Just how academically taxing is a commissioner's job anyway? As an RTE editor in the 1980s, equality commissioner Bob Collins was responsible for some of the dumbest entertainment ever inflicted upon a supposedly literate people.
Human rights commissioner Monica McWilliams has a postgraduate degree in sociology, a subject that will be regarded a century hence in much the way we view phrenology today.
The smartest thing children's commissioner Patricia Lewsley ever seems to have done was to quit the SDLP for a £75k quango
non-job just before a disastrous election. But none of this really matters any more.
The entire NIO appointment process has now been so corrupted by nepotism, cynicism and short-term political expediency that the very concept of independent commissioners has been fatally discredited.

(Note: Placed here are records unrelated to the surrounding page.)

#[cfg(test)]
pub mod test {
    use std::path::PathBuf;
    use std::str::FromStr;
    use std::sync::{Mutex, MutexGuard, PoisonError};
    use std::time::Duration;

    use tempfile::TempDir;

    use crate::error::ValueError;
    use crate::registry::Registry;

    /// Write `content` to `name` inside `dir` and return the full path.
    pub fn write_config(dir: &TempDir, name: &str, content: &str) -> PathBuf {
        let path = dir.path().join(name);
        std::fs::write(&path, content).unwrap();
        path
    }

    pub fn strings(values: &[&str]) -> Vec<String> {
        values.iter().map(|v| v.to_string()).collect()
    }

    static REGISTRY_LOCK: Mutex<()> = Mutex::new(());

    /// Serializes tests that change or depend on custom entries in the
    /// process-wide registry.
    pub fn registry_lock() -> MutexGuard<'static, ()> {
        REGISTRY_LOCK.lock().unwrap_or_else(PoisonError::into_inner)
    }

    // -- Every built-in scalar type ---------------------------------------------

    #[derive(Debug, Default, PartialEq)]
    pub struct Primitives {
        pub str: String,
        pub int64: i64,
        pub uint64: u64,
        pub bool: bool,
        pub bool2: bool,
        pub bool3: bool,
        pub bool4: bool,
        pub float32: f32,
        pub float64: f64,
        pub time_type: Duration,
    }

    crate::target!(Primitives {
        str,
        int64,
        uint64,
        bool,
        bool2,
        bool3,
        bool4,
        float32,
        float64,
        time_type,
    });

    // -- The same as lists -------------------------------------------------------

    #[derive(Debug, Default, PartialEq)]
    pub struct Arrays {
        pub str: Vec<String>,
        pub int64: Vec<i64>,
        pub uint64: Vec<u64>,
        pub bool: Vec<bool>,
        pub float32: Vec<f32>,
        pub float64: Vec<f64>,
        pub time_type: Vec<Duration>,
    }

    crate::target!(Arrays {
        str: list,
        int64: list,
        uint64: list,
        bool: list,
        float32: list,
        float64: list,
        time_type: list,
    });

    // -- A type only convertible through FromStr ---------------------------------

    #[derive(Debug, Default, Clone, PartialEq)]
    pub struct Unmarshal(pub String);

    impl FromStr for Unmarshal {
        type Err = String;

        fn from_str(s: &str) -> Result<Self, Self::Err> {
            if s == "error" {
                return Err("error".to_string());
            }
            Ok(Unmarshal(s.to_string()))
        }
    }

    #[derive(Debug, Default)]
    pub struct Unmarshals {
        pub one: Unmarshal,
        pub many: Vec<Unmarshal>,
    }

    crate::target!(Unmarshals {
        one: parsed,
        many: parsed_list,
    });

    // -- A caller-registered type ------------------------------------------------

    /// A pattern that only supports a leading `^` anchor and a `.+` tail,
    /// enough to tell registered handlers apart from built-ins.
    #[derive(Debug, Clone, PartialEq)]
    pub struct Pattern(pub String);

    impl Pattern {
        pub fn is_match(&self, s: &str) -> bool {
            let body = self.0.strip_prefix('^').unwrap_or(&self.0);
            match body.strip_suffix(".+") {
                Some(prefix) => s.starts_with(prefix) && s.len() > prefix.len(),
                None => s.starts_with(body),
            }
        }
    }

    /// The default registry plus a `Vec<Pattern>` handler that rejects
    /// unanchored patterns.
    pub fn pattern_registry() -> Registry {
        let mut registry = Registry::with_defaults();
        registry.register::<Vec<Pattern>, _>(&[], |values| {
            values
                .iter()
                .map(|v| {
                    if v.starts_with('^') {
                        Ok(Pattern(v.clone()))
                    } else {
                        Err(ValueError::custom(format!("pattern {v:?} is not anchored")))
                    }
                })
                .collect()
        });
        registry
    }

    #[derive(Debug, Default)]
    pub struct ServerConfig {
        pub port: i64,
        pub base_url: String,
        pub r#match: Vec<Pattern>,
        pub order: Vec<String>,
        pub hosts: Vec<String>,
    }

    crate::target!(ServerConfig {
        port,
        base_url,
        r#match: list,
        order: list,
        hosts: list,
    });

    #[test]
    fn fixture_field_names() {
        use crate::target::Target;

        assert_eq!(
            ServerConfig::default().field_names(),
            strings(&["Port", "BaseURL", "Match", "Order", "Hosts"])
        );
    }

    #[test]
    fn pattern_matching() {
        let p = Pattern("^foo.+".into());
        assert!(p.is_match("foobar"));
        assert!(!p.is_match("foo"));
        assert!(!p.is_match("barfoo"));
    }
}
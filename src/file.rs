//! Config file discovery.
//!
//! [`find_config`] checks [`default_search_paths`] in order and returns the
//! first candidate that exists:
//!
//! 1. `$XDG_CONFIG/{name}`
//! 2. `~/.{name}`
//! 3. `/etc/{name}`, `/usr/local/etc/{name}`, `/usr/pkg/etc/{name}`
//! 4. `./{name}`
//!
//! Leading slashes on `name` are ignored, so `"/app.conf"` and `"app.conf"`
//! find the same files. Locations that can't be resolved (an unset
//! variable, no home directory) are skipped.

use std::path::PathBuf;

use crate::types::{SearchPath, default_search_paths};

/// Find `name` in the conventional config locations.
pub fn find_config(name: &str) -> Option<PathBuf> {
    find_config_in(name, &default_search_paths())
}

/// Find `name` in `search_paths`, returning the first existing candidate.
pub fn find_config_in(name: &str, search_paths: &[SearchPath]) -> Option<PathBuf> {
    let name = name.trim_start_matches('/');
    search_paths
        .iter()
        .filter_map(|sp| candidate(sp, name))
        .find(|path| {
            tracing::trace!(path = %path.display(), "probing for config file");
            path.exists()
        })
}

/// The full path `name` would have under `sp`, if `sp` resolves.
pub(crate) fn candidate(sp: &SearchPath, name: &str) -> Option<PathBuf> {
    match sp {
        SearchPath::Env(var) => {
            let dir = std::env::var_os(*var).filter(|d| !d.is_empty())?;
            Some(PathBuf::from(dir).join(name))
        }
        SearchPath::HomeDotfile => {
            let user = directories::UserDirs::new()?;
            Some(user.home_dir().join(format!(".{name}")))
        }
        SearchPath::Path(dir) => Some(dir.join(name)),
        SearchPath::Cwd => Some(PathBuf::from(".").join(name)),
    }
}

#[cfg(test)]
mod tests {
    use super::*;
    use crate::fixtures::test::write_config;
    use tempfile::TempDir;

    #[test]
    fn first_existing_wins() {
        let low = TempDir::new().unwrap();
        let high = TempDir::new().unwrap();
        write_config(&low, "app.conf", "a 1\n");
        let expected = write_config(&high, "app.conf", "a 2\n");

        let paths = [
            SearchPath::Path(high.path().to_path_buf()),
            SearchPath::Path(low.path().to_path_buf()),
        ];
        assert_eq!(find_config_in("app.conf", &paths), Some(expected));
    }

    #[test]
    fn missing_locations_are_skipped() {
        let empty = TempDir::new().unwrap();
        let full = TempDir::new().unwrap();
        let expected = write_config(&full, "app.conf", "");

        let paths = [
            SearchPath::Env("LINECONF_TEST_VARIABLE_THAT_IS_NOT_SET"),
            SearchPath::Path(empty.path().to_path_buf()),
            SearchPath::Path(full.path().to_path_buf()),
        ];
        assert_eq!(find_config_in("app.conf", &paths), Some(expected));
    }

    #[test]
    fn leading_slash_is_ignored() {
        let dir = TempDir::new().unwrap();
        let expected = write_config(&dir, "app.conf", "");
        let paths = [SearchPath::Path(dir.path().to_path_buf())];
        assert_eq!(find_config_in("//app.conf", &paths), Some(expected));
    }

    #[test]
    fn nothing_found() {
        let dir = TempDir::new().unwrap();
        let paths = [SearchPath::Path(dir.path().to_path_buf())];
        assert_eq!(find_config_in("app.conf", &paths), None);
        assert_eq!(find_config("lineconf-test-no-such-file.conf"), None);
    }

    #[test]
    fn candidates() {
        assert_eq!(
            candidate(&SearchPath::Path("/etc".into()), "app.conf"),
            Some(PathBuf::from("/etc/app.conf"))
        );
        assert_eq!(
            candidate(&SearchPath::Cwd, "app.conf"),
            Some(PathBuf::from("./app.conf"))
        );
        if let Some(home) = directories::UserDirs::new() {
            assert_eq!(
                candidate(&SearchPath::HomeDotfile, "app.conf"),
                Some(home.home_dir().join(".app.conf"))
            );
        }
    }

    #[test]
    fn default_order() {
        let paths = default_search_paths();
        assert_eq!(paths.first(), Some(&SearchPath::Env("XDG_CONFIG")));
        assert_eq!(paths[1], SearchPath::HomeDotfile);
        assert_eq!(paths.last(), Some(&SearchPath::Cwd));
    }
}
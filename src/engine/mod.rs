//! Engine-facing APIs.
//!
//! - [`GenerationEngine`]: the step-driven engine contract
//! - [`ServeEngine`]: batch generation over any engine
//! - [`ReplayEngine`]: scripted engine for tests and offline replays

pub mod callback;
pub mod config;
pub mod generate;
pub mod registry;
pub mod replay;
pub mod request;
pub mod stats;
pub mod trace;

pub use callback::{CallbackGuard, GenerationEngine, RequestStreamCallback};
pub use config::{
    EngineConfig, EngineMode, GenerationConfig, GenerationConfigs, KvCacheConfig, SamplingConfig,
};
pub use generate::ServeEngine;
pub use replay::{ReplayEngine, ReplayScript, ReplayStep};
pub use request::{FinishReason, GenerationOutput, Prompt, Request, RequestStreamOutput, TokenData};
pub use stats::EngineStats;
pub use trace::EventTraceRecorder;
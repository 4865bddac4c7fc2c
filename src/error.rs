use thiserror::Error;

#[derive(Error, Debug)]
pub enum ServeError {
    #[error("IO error: {0}")]
    Io(#[from] std::io::Error),

    #[error("JSON error: {0}")]
    Json(#[from] serde_json::Error),

    #[error("Number of generation configs ({configs}) does not match number of prompts ({prompts})")]
    ConfigCountMismatch { configs: usize, prompts: usize },

    #[error("Unknown request id '{request_id}' (batch has {num_requests} requests)")]
    UnknownRequest {
        request_id: String,
        num_requests: usize,
    },

    #[error("Request {0} received an event before it was submitted")]
    RequestNotSubmitted(usize),

    #[error("Request {0} received an event after it finished")]
    RequestFinished(usize),

    #[error("{0} is already closed")]
    StreamClosed(&'static str),

    #[error("Tokenizer error: {0}")]
    Tokenizer(String),

    #[error("Config error: {0}")]
    Config(String),

    #[error("Engine error: {0}")]
    Engine(String),
}

impl ServeError {
    /// True for faults that mean the orchestrator and the engine disagree
    /// about request state.
    pub fn is_protocol_fault(&self) -> bool {
        matches!(
            self,
            ServeError::UnknownRequest { .. }
                | ServeError::RequestNotSubmitted(_)
                | ServeError::RequestFinished(_)
                | ServeError::StreamClosed(_)
        )
    }
}
//! The engine contract and scoped takeover of its stream callback slot.

use std::ops::{Deref, DerefMut};
use std::rc::Rc;

use crate::error::ServeError;

use super::request::{Request, RequestStreamOutput};

/// Receives every batch of stream events the engine produces.
///
/// Invoked synchronously from inside [`GenerationEngine::step`], zero or more
/// times per step, never concurrently.
pub type RequestStreamCallback = Rc<dyn Fn(&[RequestStreamOutput])>;

/// A step-driven token generation engine.
///
/// The engine owns scheduling, batching and the KV cache. Its only way of
/// reporting progress is the single installed [`RequestStreamCallback`].
/// Construction takes the place of a separate `init` call.
pub trait GenerationEngine {
    /// Enqueue a request.
    fn add_request(&mut self, request: Request) -> Result<(), ServeError>;

    /// Cancel a request out of band.
    fn abort_request(&mut self, request_id: &str) -> Result<(), ServeError>;

    /// Advance by one unit of work, delivering any resulting events to the
    /// installed callback before returning.
    fn step(&mut self) -> Result<(), ServeError>;

    /// The currently installed callback.
    fn request_stream_callback(&self) -> Option<RequestStreamCallback>;

    /// Replace the installed callback.
    fn set_request_stream_callback(&mut self, callback: Option<RequestStreamCallback>);

    /// Runtime statistics as a JSON object.
    fn stats(&self) -> Result<String, ServeError>;

    /// Drop all request state.
    fn reset(&mut self) -> Result<(), ServeError>;
}

/// Installs a callback for the lifetime of the guard.
///
/// The previously installed callback is captured on [`install`](Self::install)
/// and put back when the guard drops, whether the scope exits normally,
/// through `?`, or by unwinding. The guard dereferences to the engine so the
/// caller keeps driving it while the takeover is active.
pub struct CallbackGuard<'a, E: GenerationEngine + ?Sized> {
    engine: &'a mut E,
    previous: Option<Option<RequestStreamCallback>>,
}

impl<'a, E: GenerationEngine + ?Sized> CallbackGuard<'a, E> {
    pub fn install(engine: &'a mut E, callback: RequestStreamCallback) -> Self {
        let previous = engine.request_stream_callback();
        engine.set_request_stream_callback(Some(callback));
        Self {
            engine,
            previous: Some(previous),
        }
    }
}

impl<E: GenerationEngine + ?Sized> Deref for CallbackGuard<'_, E> {
    type Target = E;

    fn deref(&self) -> &E {
        self.engine
    }
}

impl<E: GenerationEngine + ?Sized> DerefMut for CallbackGuard<'_, E> {
    fn deref_mut(&mut self) -> &mut E {
        self.engine
    }
}

impl<E: GenerationEngine + ?Sized> Drop for CallbackGuard<'_, E> {
    fn drop(&mut self) {
        if let Some(previous) = self.previous.take() {
            self.engine.set_request_stream_callback(previous);
        }
    }
}
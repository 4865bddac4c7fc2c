//! Per-request text streaming: token ids in, settled and stop-truncated text out.
//!
//! - [`IncrementalDetokenizer`]: token deltas → text deltas that later tokens
//!   cannot revise.
//! - [`StopStringMatcher`]: text deltas → text truncated at the first stop
//!   string occurrence.

pub mod detokenizer;
pub mod stop;

pub use detokenizer::IncrementalDetokenizer;
pub use stop::StopStringMatcher;
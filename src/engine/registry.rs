//! Per-request state for one batch call, indexed by dense request id.
//!
//! Ids are `0..N-1` for a batch of `N`, so state lives in a `Vec` and every
//! event is dispatched by index.

use std::sync::Arc;

use tracing::debug;

use crate::error::ServeError;
use crate::streamer::{IncrementalDetokenizer, StopStringMatcher};
use crate::tokenizer::Tokenizer;

use super::request::{FinishReason, GenerationOutput, RequestStreamOutput};

#[derive(Debug, Clone, Copy, PartialEq, Eq)]
pub enum RequestStatus {
    /// Registered but not yet handed to the engine.
    Pending,
    Streaming,
    Finished,
}

impl RequestStatus {
    pub fn is_finished(self) -> bool {
        matches!(self, Self::Finished)
    }
}

pub struct RequestState {
    detokenizer: IncrementalDetokenizer,
    matcher: StopStringMatcher,
    output: String,
    status: RequestStatus,
    finish_reason: Option<FinishReason>,
}

impl RequestState {
    fn new(tokenizer: Arc<dyn Tokenizer>, stop_strs: &[String]) -> Self {
        Self {
            detokenizer: IncrementalDetokenizer::new(tokenizer),
            matcher: StopStringMatcher::new(stop_strs.iter().cloned()),
            output: String::new(),
            status: RequestStatus::Pending,
            finish_reason: None,
        }
    }

    pub fn status(&self) -> RequestStatus {
        self.status
    }

    /// Text emitted so far.
    pub fn output(&self) -> &str {
        &self.output
    }

    pub fn finish_reason(&self) -> Option<&FinishReason> {
        self.finish_reason.as_ref()
    }

    /// Run one event through detokenizer and matcher.
    ///
    /// Returns the final finish reason when this event completes the request.
    fn apply(
        &mut self,
        token_ids: &[u32],
        engine_reason: Option<&FinishReason>,
    ) -> Result<Option<FinishReason>, ServeError> {
        let text = self.detokenizer.put(token_ids)?;
        let mut delta = self.matcher.put(&text);

        let finish_reason = if self.matcher.triggered() {
            Some(FinishReason::Stop)
        } else if let Some(reason) = engine_reason {
            let tail = self.detokenizer.finish()?;
            delta.push_str(&self.matcher.put(&tail));
            if !self.matcher.triggered() {
                delta.push_str(&self.matcher.finish()?);
            }
            if self.matcher.triggered() {
                Some(FinishReason::Stop)
            } else {
                Some(reason.clone())
            }
        } else {
            None
        };

        self.output.push_str(&delta);
        if let Some(reason) = &finish_reason {
            self.status = RequestStatus::Finished;
            self.finish_reason = Some(reason.clone());
        }
        Ok(finish_reason)
    }
}

/// Dense, id-indexed state for every request of one batch.
#[derive(Default)]
pub struct RequestRegistry {
    requests: Vec<RequestState>,
    num_finished: usize,
}

impl RequestRegistry {
    /// One `Pending` entry per stop-string set, ids assigned in order.
    pub fn new(tokenizer: &Arc<dyn Tokenizer>, stop_strs: &[&[String]]) -> Self {
        Self {
            requests: stop_strs
                .iter()
                .map(|stops| RequestState::new(Arc::clone(tokenizer), stops))
                .collect(),
            num_finished: 0,
        }
    }

    pub fn len(&self) -> usize {
        self.requests.len()
    }

    pub fn is_empty(&self) -> bool {
        self.requests.is_empty()
    }

    pub fn num_finished(&self) -> usize {
        self.num_finished
    }

    pub fn all_finished(&self) -> bool {
        self.num_finished == self.requests.len()
    }

    pub fn get(&self, index: usize) -> Option<&RequestState> {
        self.requests.get(index)
    }

    /// Record that request `index` was handed to the engine.
    pub fn mark_submitted(&mut self, index: usize) -> Result<(), ServeError> {
        let num_requests = self.requests.len();
        let state = self
            .requests
            .get_mut(index)
            .ok_or_else(|| ServeError::UnknownRequest {
                request_id: index.to_string(),
                num_requests,
            })?;
        state.status = RequestStatus::Streaming;
        Ok(())
    }

    /// Resolve a string-encoded request id to its index in this batch.
    pub fn resolve(&self, request_id: &str) -> Result<usize, ServeError> {
        request_id
            .parse::<usize>()
            .ok()
            .filter(|&index| index < self.requests.len())
            .ok_or_else(|| ServeError::UnknownRequest {
                request_id: request_id.to_string(),
                num_requests: self.requests.len(),
            })
    }

    /// Route one stream event to its request.
    ///
    /// Returns the request index and, when the event completed it, the final
    /// finish reason. Events for unknown, unsubmitted or finished requests
    /// are protocol faults.
    pub fn deliver(
        &mut self,
        output: &RequestStreamOutput,
    ) -> Result<(usize, Option<FinishReason>), ServeError> {
        let (request_id, token_ids, engine_reason) = output.unpack();
        let index = self.resolve(request_id)?;
        let state = &mut self.requests[index];
        match state.status {
            RequestStatus::Pending => return Err(ServeError::RequestNotSubmitted(index)),
            RequestStatus::Finished => return Err(ServeError::RequestFinished(index)),
            RequestStatus::Streaming => {}
        }

        let finish_reason = state.apply(token_ids, engine_reason)?;
        if let Some(reason) = &finish_reason {
            self.num_finished += 1;
            debug!(
                request_id = index,
                finish_reason = %reason,
                num_finished = self.num_finished,
                "Request finished"
            );
        }
        Ok((index, finish_reason))
    }

    /// Final outputs in id order. `None` unless every request finished.
    pub fn into_outputs(self) -> Option<Vec<GenerationOutput>> {
        self.requests
            .into_iter()
            .map(|state| {
                state.finish_reason.map(|finish_reason| GenerationOutput {
                    text: state.output,
                    finish_reason,
                })
            })
            .collect()
    }
}
impl<E: GenerationEngine> ServeEngine<E> {
    /// `tokenizer` must match the one the engine generates with.
    pub fn new(engine: E, tokenizer: Arc<dyn Tokenizer>) -> Self {
        Self {
            engine,
            tokenizer,
            trace: None,
        }
    }

    /// Record request lifecycle events for later [`trace_recorder`](Self::trace_recorder) dumps.
    pub fn enable_tracing(&mut self) {
        if self.trace.is_none() {
            self.trace = Some(Rc::new(EventTraceRecorder::new()));
        }
    }

    pub fn trace_recorder(&self) -> Option<&EventTraceRecorder> {
        self.trace.as_deref()
    }

    pub fn tokenizer(&self) -> &dyn Tokenizer {
        self.tokenizer.as_ref()
    }

    pub fn engine(&self) -> &E {
        &self.engine
    }

    pub fn engine_mut(&mut self) -> &mut E {
        &mut self.engine
    }

    pub fn into_engine(self) -> E {
        self.engine
    }

    /// Generate one string per prompt, in prompt order.
    ///
    /// `configs` is either one [`GenerationConfig`](super::config::GenerationConfig)
    /// shared by every prompt or a `Vec` with exactly one per prompt.
    pub fn generate<I>(
        &mut self,
        prompts: I,
        configs: impl Into<GenerationConfigs>,
    ) -> Result<Vec<String>, ServeError>
    where
        I: IntoIterator,
        I::Item: Into<Prompt>,
    {
        Ok(self
            .generate_full(prompts, configs)?
            .into_iter()
            .map(|output| output.text)
            .collect())
    }

    /// Like [`generate`](Self::generate), also reporting each finish reason.
    pub fn generate_full<I>(
        &mut self,
        prompts: I,
        configs: impl Into<GenerationConfigs>,
    ) -> Result<Vec<GenerationOutput>, ServeError>
    where
        I: IntoIterator,
        I::Item: Into<Prompt>,
    {
        let prompts: Vec<Prompt> = prompts.into_iter().map(Into::into).collect();
        if prompts.is_empty() {
            return Ok(Vec::new());
        }
        let configs = configs.into().resolve(prompts.len())?;

        let registry = {
            let stop_strs: Vec<&[String]> =
                configs.iter().map(|config| config.stop_strs.as_slice()).collect();
            RequestRegistry::new(&self.tokenizer, &stop_strs)
        };
        let num_requests = registry.len();
        let batch = Rc::new(RefCell::new(BatchState {
            registry,
            fault: None,
        }));

        info!(num_requests, "Starting batch generation");
        let callback = batch_callback(Rc::clone(&batch), self.trace.clone());
        let mut num_steps = 0usize;
        {
            let mut engine = CallbackGuard::install(&mut self.engine, callback);

            for (index, (prompt, config)) in prompts.into_iter().zip(configs).enumerate() {
                let request_id = index.to_string();
                engine.add_request(Request::new(request_id.as_str(), prompt, config))?;
                batch.borrow_mut().registry.mark_submitted(index)?;
                if let Some(trace) = &self.trace {
                    trace.add_event(&request_id, "start request");
                }
                debug!(request_id = index, "Request submitted");
            }

            loop {
                {
                    let mut state = batch.borrow_mut();
                    if let Some(fault) = state.fault.take() {
                        return Err(fault);
                    }
                    if state.registry.all_finished() {
                        break;
                    }
                }
                engine.step()?;
                num_steps += 1;
            }
        }

        let registry = std::mem::take(&mut batch.borrow_mut().registry);
        let outputs = registry.into_outputs().ok_or_else(|| {
            ServeError::Engine("batch ended with unfinished requests".to_string())
        })?;
        info!(num_requests, num_steps, "Batch generation complete");
        Ok(outputs)
    }

    pub fn add_request(&mut self, request: Request) -> Result<(), ServeError> {
        self.engine.add_request(request)
    }

    pub fn abort_request(&mut self, request_id: &str) -> Result<(), ServeError> {
        self.engine.abort_request(request_id)
    }

    pub fn step(&mut self) -> Result<(), ServeError> {
        self.engine.step()
    }

    pub fn reset(&mut self) -> Result<(), ServeError> {
        self.engine.reset()
    }

    pub fn stats(&self) -> Result<EngineStats, ServeError> {
        EngineStats::from_json(&self.engine.stats()?)
    }
}

/// The batch-scoped callback: routes every event into the registry.
///
/// A fault cannot propagate through the engine, so it is parked in the batch
/// state for the driving loop to return once `step` comes back.
fn batch_callback(
    batch: Rc<RefCell<BatchState>>,
    trace: Option<Rc<EventTraceRecorder>>,
) -> RequestStreamCallback {
    Rc::new(move |outputs: &[RequestStreamOutput]| {
        let mut state = batch.borrow_mut();
        if state.fault.is_some() {
            return;
        }
        for output in outputs {
            match state.registry.deliver(output) {
                Ok((_, Some(reason))) => {
                    if let Some(trace) = &trace {
                        trace.add_event(&output.request_id, &format!("finished: {reason}"));
                        trace.add_event(&output.request_id, "finish request");
                    }
                }
                Ok((_, None)) => {}
                Err(err) => {
                    warn!(request_id = %output.request_id, error = %err, "Stream protocol fault");
                    state.fault = Some(err);
                    return;
                }
            }
        }
    })
}
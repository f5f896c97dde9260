//! Replicas set.

use std::future::Future;
use std::sync::Arc;

use tracing::{debug, error};

use super::{Error, RoundRobin};
use crate::backend::Target;

/// Read replicas, load balanced round robin.
#[derive(Debug)]
pub struct Replicas<T> {
    targets: Vec<Arc<T>>,
    round_robin: RoundRobin,
}

impl<T: Target> Replicas<T> {
    /// Create new replicas set. At least one replica is required.
    pub fn new(targets: Vec<Arc<T>>) -> Result<Self, Error<T::Error>> {
        let round_robin = RoundRobin::new(targets.len()).ok_or(Error::NoReplicas)?;

        Ok(Self {
            targets,
            round_robin,
        })
    }

    /// How many replicas we have.
    pub fn len(&self) -> usize {
        self.targets.len()
    }

    /// There are no replicas.
    pub fn is_empty(&self) -> bool {
        self.targets.is_empty()
    }

    /// Replica handles, in configuration order.
    pub fn targets(&self) -> &[Arc<T>] {
        &self.targets
    }

    /// Pick the next replica to start a read from.
    pub fn next(&self) -> usize {
        self.round_robin.next()
    }

    /// Replica selector.
    pub fn round_robin(&self) -> &RoundRobin {
        &self.round_robin
    }

    /// Run `read` against the next replica in rotation,
    /// failing over to the others if it doesn't succeed.
    pub async fn read<R, F, Fut>(&self, read: F) -> Result<R, Error<T::Error>>
    where
        F: FnMut(Arc<T>) -> Fut,
        Fut: Future<Output = Result<R, T::Error>>,
    {
        self.failover(self.next(), read).await
    }

    /// Run `read` against the replica at `start`, then `start + 1`, `start + 2`
    /// and so on, wrapping around, until one of them succeeds.
    ///
    /// Each replica is tried at most once. If all of them fail,
    /// the last error is returned inside [`Error::NoReplicaAvailable`].
    pub async fn failover<R, F, Fut>(
        &self,
        start: usize,
        mut read: F,
    ) -> Result<R, Error<T::Error>>
    where
        F: FnMut(Arc<T>) -> Fut,
        Fut: Future<Output = Result<R, T::Error>>,
    {
        let len = self.len();
        let start = start % len;
        let mut index = start;

        loop {
            match read(self.targets[index].clone()).await {
                Ok(result) => return Ok(result),
                Err(err) => {
                    let ordinal = index + 1;
                    debug!("replica {} read failed: {}", ordinal, err);

                    index = (index + 1) % len;

                    if index == start {
                        error!("all {} replicas failed, last error: {}", len, err);
                        return Err(Error::NoReplicaAvailable {
                            ordinal,
                            source: err,
                        });
                    }
                }
            }
        }
    }
}
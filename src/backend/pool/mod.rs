//! Replica selection, failover and healthchecks.

pub mod error;
pub mod healthcheck;
pub mod replicas;
pub mod round_robin;

pub use error::Error;
pub use healthcheck::{check_all, HealthcheckFailure, PingOutcome, TargetId};
pub use replicas::Replicas;
pub use round_robin::RoundRobin;

#[cfg(test)]
pub mod test;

This is a timely and welcome development, which will hopefully silence self-serving calls for a women's commissioner and a pensioner's commissioner.
The prominence of commissioners in the peace process is based on the assumption that the people we actually vote for can't be trusted to respect our rights or uphold our equality before the law.
The courts, the secretary of state, the Northern Ireland ombudsman, the Northern Ireland affairs committee, the attorney general, the north-south ministerial council and the House of Lords are also apparently insufficient safeguards.
Instead we have local commissioners who see their role and number increasing rather than shrinking as devolution develops.
Sinn Féin and the DUP should take their noses out of the trough for a moment and realise what this minor extension of political patronage costs them in political credibility.
If the assembly can appoint ministers with cross-party chairs, negotiate a programme for government hedged about with reciprocal deals and otherwise behave in a grimly civilised fashion then it can set up human rights, equality and victims committees and deal with these issues in an entirely democratic context.
As the appointment of every new commissioner requires approval from the first minister and the deputy first minister, the executive could easily devise and delegate its own agenda. After all, it does have 29,000 civil servants at its disposal. Ultimately, only democracy can legitimise the power that the commissioners currently seek.
As we have quite enough elected
representatives already, we should at least expect assembly members to work towards making the commissioners redundant.
It is surprising that assembly members don't seem to agree.
They might view the current arrangement as a harmless way to park contentious issues or employ failed former colleagues but the inevitable turf war between elected and unelected politicians will have to be resolved eventually.
Raymond McCord secured 4.4% of the vote in north Belfast last month. That's a better claim to influence than any NIO appointment.